— Task material —
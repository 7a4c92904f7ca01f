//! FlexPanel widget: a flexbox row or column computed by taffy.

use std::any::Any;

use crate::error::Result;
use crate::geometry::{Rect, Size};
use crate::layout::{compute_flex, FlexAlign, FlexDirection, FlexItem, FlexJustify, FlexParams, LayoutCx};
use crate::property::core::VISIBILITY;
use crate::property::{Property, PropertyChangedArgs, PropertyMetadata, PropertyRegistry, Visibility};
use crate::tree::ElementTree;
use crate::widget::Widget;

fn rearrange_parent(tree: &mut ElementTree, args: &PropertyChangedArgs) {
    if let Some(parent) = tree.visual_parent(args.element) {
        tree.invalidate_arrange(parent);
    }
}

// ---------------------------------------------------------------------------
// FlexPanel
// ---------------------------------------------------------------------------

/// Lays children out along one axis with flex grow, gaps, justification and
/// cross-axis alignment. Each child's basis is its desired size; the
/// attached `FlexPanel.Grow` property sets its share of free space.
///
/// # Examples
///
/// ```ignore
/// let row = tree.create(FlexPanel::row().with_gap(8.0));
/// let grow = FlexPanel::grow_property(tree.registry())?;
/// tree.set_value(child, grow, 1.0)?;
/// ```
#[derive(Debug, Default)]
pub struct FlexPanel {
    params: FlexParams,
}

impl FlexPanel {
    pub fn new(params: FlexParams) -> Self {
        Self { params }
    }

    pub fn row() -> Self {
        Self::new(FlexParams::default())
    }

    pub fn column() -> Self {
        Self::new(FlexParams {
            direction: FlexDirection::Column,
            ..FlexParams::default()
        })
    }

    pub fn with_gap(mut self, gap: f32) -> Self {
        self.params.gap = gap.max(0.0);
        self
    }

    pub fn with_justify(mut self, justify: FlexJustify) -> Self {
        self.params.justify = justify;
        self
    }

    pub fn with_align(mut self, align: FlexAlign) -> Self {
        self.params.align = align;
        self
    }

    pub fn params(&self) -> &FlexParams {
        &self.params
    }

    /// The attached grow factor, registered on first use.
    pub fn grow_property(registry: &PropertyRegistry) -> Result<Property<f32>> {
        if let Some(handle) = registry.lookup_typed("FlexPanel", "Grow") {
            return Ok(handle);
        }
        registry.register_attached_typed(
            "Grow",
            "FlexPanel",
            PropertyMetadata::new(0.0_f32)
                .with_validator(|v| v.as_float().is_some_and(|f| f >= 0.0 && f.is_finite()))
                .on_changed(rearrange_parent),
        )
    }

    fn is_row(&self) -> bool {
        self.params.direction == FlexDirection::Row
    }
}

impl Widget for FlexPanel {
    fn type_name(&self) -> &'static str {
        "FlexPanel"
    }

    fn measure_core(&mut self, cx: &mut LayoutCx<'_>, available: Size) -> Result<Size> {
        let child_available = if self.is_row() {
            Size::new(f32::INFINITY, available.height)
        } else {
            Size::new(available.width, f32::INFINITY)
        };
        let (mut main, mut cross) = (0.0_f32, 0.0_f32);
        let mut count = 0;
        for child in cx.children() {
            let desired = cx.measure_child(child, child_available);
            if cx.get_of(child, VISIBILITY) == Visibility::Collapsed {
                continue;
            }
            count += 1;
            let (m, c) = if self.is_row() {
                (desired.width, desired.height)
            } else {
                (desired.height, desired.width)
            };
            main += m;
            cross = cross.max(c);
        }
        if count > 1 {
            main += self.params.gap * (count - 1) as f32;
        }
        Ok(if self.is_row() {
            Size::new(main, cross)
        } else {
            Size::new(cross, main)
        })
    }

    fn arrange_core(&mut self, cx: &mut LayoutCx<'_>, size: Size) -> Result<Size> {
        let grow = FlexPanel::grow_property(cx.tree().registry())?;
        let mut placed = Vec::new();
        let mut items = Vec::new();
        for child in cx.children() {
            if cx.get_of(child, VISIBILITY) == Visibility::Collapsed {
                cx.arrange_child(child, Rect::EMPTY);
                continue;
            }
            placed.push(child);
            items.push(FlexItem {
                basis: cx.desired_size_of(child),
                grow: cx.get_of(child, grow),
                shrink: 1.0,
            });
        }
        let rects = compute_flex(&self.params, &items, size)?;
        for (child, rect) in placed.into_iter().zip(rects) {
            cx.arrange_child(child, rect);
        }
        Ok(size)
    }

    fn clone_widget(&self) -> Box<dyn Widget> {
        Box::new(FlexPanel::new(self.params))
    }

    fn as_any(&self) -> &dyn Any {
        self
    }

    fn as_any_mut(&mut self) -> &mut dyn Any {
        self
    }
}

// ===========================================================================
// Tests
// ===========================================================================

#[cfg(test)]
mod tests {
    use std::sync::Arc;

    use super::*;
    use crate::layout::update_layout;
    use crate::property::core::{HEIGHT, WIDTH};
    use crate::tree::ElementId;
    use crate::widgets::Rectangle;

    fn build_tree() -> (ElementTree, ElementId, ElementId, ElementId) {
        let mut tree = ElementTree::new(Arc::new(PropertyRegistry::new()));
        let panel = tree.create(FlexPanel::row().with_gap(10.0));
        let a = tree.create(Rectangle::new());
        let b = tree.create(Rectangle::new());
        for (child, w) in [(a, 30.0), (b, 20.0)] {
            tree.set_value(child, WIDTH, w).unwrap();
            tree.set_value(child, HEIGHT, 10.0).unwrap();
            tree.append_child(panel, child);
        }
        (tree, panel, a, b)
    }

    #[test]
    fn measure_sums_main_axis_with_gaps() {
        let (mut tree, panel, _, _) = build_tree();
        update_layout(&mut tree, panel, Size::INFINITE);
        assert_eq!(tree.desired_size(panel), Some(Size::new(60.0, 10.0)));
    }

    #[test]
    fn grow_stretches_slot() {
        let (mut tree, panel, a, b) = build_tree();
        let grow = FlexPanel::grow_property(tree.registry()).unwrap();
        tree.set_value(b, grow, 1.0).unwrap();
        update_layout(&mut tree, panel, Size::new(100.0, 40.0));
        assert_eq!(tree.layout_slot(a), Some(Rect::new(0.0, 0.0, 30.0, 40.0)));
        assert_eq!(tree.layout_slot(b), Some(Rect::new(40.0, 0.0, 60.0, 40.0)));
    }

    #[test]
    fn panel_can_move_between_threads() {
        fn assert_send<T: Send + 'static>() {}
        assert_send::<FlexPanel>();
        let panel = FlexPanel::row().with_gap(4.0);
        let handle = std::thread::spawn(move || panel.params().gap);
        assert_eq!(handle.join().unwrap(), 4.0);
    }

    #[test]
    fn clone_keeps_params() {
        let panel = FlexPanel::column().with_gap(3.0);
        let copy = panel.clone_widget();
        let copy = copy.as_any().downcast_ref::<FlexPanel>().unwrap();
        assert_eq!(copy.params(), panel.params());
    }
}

— How to complete this task —
Report the count of lines in the entries that contain the string "FlexAlign", and nothing besides it.

— Answer to this task —
2